Exercise prompt: Based on the entries below, how many lines contain the word "OutputAudio"? Respond with only the number.

Supplied data:
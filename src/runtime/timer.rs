//! Monotonic stopwatch for run and per-block durations

use std::time::Instant;

#[derive(Debug, Clone, Copy)]
pub struct Timer {
    start: Instant,
}

impl Timer {
    pub fn now() -> Self {
        Self {
            start: Instant::now(),
        }
    }

    pub fn elapsed_ms(&self) -> f64 {
        self.start.elapsed().as_secs_f64() * 1000.0
    }
}
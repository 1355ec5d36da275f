//! Tests for the pre-flight validator
//!
//! The validator walks a pipeline without calling any service. Its first
//! error must be the error a run would stop at.

#[cfg(test)]
mod tests {
    use std::sync::Arc;

    use crate::core::block::{BlockInstance, BlockType};
    use crate::core::envelope::EnvelopeKind;
    use crate::error::PipelineError;
    use crate::runtime::{Pipeline, PipelineValidator};
    use crate::tests::mock_services::{collaborators, MockBackend, RecordingSink};

    fn text(value: &str) -> BlockInstance {
        BlockInstance::new(BlockType::InputText).with_config("text", value)
    }

    fn llm() -> BlockInstance {
        BlockInstance::new(BlockType::Llm).with_config("provider", "ollama")
    }

    /// A well-formed voice chain passes without warnings.
    #[test]
    fn test_valid_pipeline() {
        let blocks = vec![
            BlockInstance::new(BlockType::InputFile).with_config("file", "q.wav"),
            BlockInstance::new(BlockType::Stt),
            llm(),
            BlockInstance::new(BlockType::Tts),
            BlockInstance::new(BlockType::OutputAudio),
        ];

        let result = PipelineValidator::validate(&blocks);
        assert!(result.valid);
        assert!(result.errors.is_empty());
        assert!(result.warnings.is_empty(), "{:?}", result.warnings);
        assert!(result.first_failure().is_none());
    }

    #[test]
    fn test_empty_pipeline_is_invalid() {
        let result = PipelineValidator::validate(&[]);
        assert!(!result.valid);
        assert_eq!(result.first_failure(), Some(&PipelineError::EmptyPipeline));
    }

    /// Every problem is reported, not just the first one.
    #[test]
    fn test_reports_all_errors() {
        let stt = BlockInstance::new(BlockType::Stt);
        let bare_llm = BlockInstance::new(BlockType::Llm);
        let blocks = vec![text("hi"), stt.clone(), bare_llm.clone(), BlockInstance::new(BlockType::OutputAudio)];

        let result = PipelineValidator::validate(&blocks);

        assert!(!result.valid);
        assert_eq!(
            result.failures,
            vec![
                PipelineError::TypeMismatch {
                    block_id: stt.id,
                    expected: EnvelopeKind::Audio,
                    actual: Some(EnvelopeKind::Text),
                },
                PipelineError::MissingConfig {
                    block_id: bare_llm.id,
                    key: "provider".into(),
                },
                PipelineError::TypeMismatch {
                    block_id: blocks[3].id,
                    expected: EnvelopeKind::AudioUrl,
                    actual: Some(EnvelopeKind::Text),
                },
            ]
        );
        assert_eq!(result.errors.len(), 3);
        assert!(result.errors.iter().all(|e| e.suggestion.is_some()));
    }

    /// Out-of-range numbers, unknown choices, and unknown keys are warnings.
    #[test]
    fn test_option_warnings() {
        let tts = BlockInstance::new(BlockType::Tts)
            .with_config("temperature", 9.0)
            .with_config("format", "aiff")
            .with_config("voice", "alto");
        let blocks = vec![text("hi"), tts, BlockInstance::new(BlockType::OutputAudio)];

        let result = PipelineValidator::validate(&blocks);

        assert!(result.valid);
        assert_eq!(result.warnings.len(), 3);
        let messages: Vec<&str> = result.warnings.iter().map(|w| w.message.as_str()).collect();
        assert!(messages.iter().any(|m| m.contains("temperature")));
        assert!(messages.iter().any(|m| m.contains("aiff")));
        assert!(messages.iter().any(|m| m.contains("voice")));
    }

    /// Mid-pipeline sources and a missing sink are flagged.
    #[test]
    fn test_shape_warnings() {
        let second = text("b");
        let blocks = vec![text("a"), second.clone(), llm()];

        let result = PipelineValidator::validate(&blocks);

        assert!(result.valid);
        assert_eq!(result.warnings.len(), 2);
        assert_eq!(result.warnings[0].block_id, Some(second.id));
        assert!(result.warnings[1].message.contains("output block"));
    }

    /// For pipelines that fail before reaching a service, pre-flight finds
    /// the same error the run stops at.
    #[tokio::test]
    async fn test_first_failure_matches_run() {
        let cases: Vec<Vec<(&str, Vec<(&str, &str)>)>> = vec![
            vec![("input-text", vec![("text", "hi")]), ("stt", vec![])],
            vec![("input-text", vec![]), ("output-text", vec![])],
            vec![("input-text", vec![("text", "hi")]), ("llm", vec![]), ("tts", vec![])],
            vec![("tts", vec![]), ("output-audio", vec![])],
            vec![
                ("input-mic", vec![("recording", "r.webm")]),
                ("output-text", vec![]),
            ],
            vec![
                ("input-text", vec![("text", "hi")]),
                ("tts", vec![]),
                ("output-text", vec![]),
            ],
        ];

        for case in cases {
            let backend = Arc::new(MockBackend::new());
            let sink = Arc::new(RecordingSink::default());
            let pipeline = Pipeline::new(collaborators(&backend, &sink));
            for (block_type, config) in &case {
                let id = pipeline.add_block(block_type).unwrap();
                for (key, value) in config {
                    pipeline.update_block_config(id, *key, *value).unwrap();
                }
            }

            let expected = pipeline.validate().first_failure().cloned();
            let outcome = pipeline.execute_pipeline().await;

            assert!(expected.is_some());
            assert_eq!(outcome.error().cloned(), expected, "case {:?}", case);
        }
    }
}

Exercise solution: 3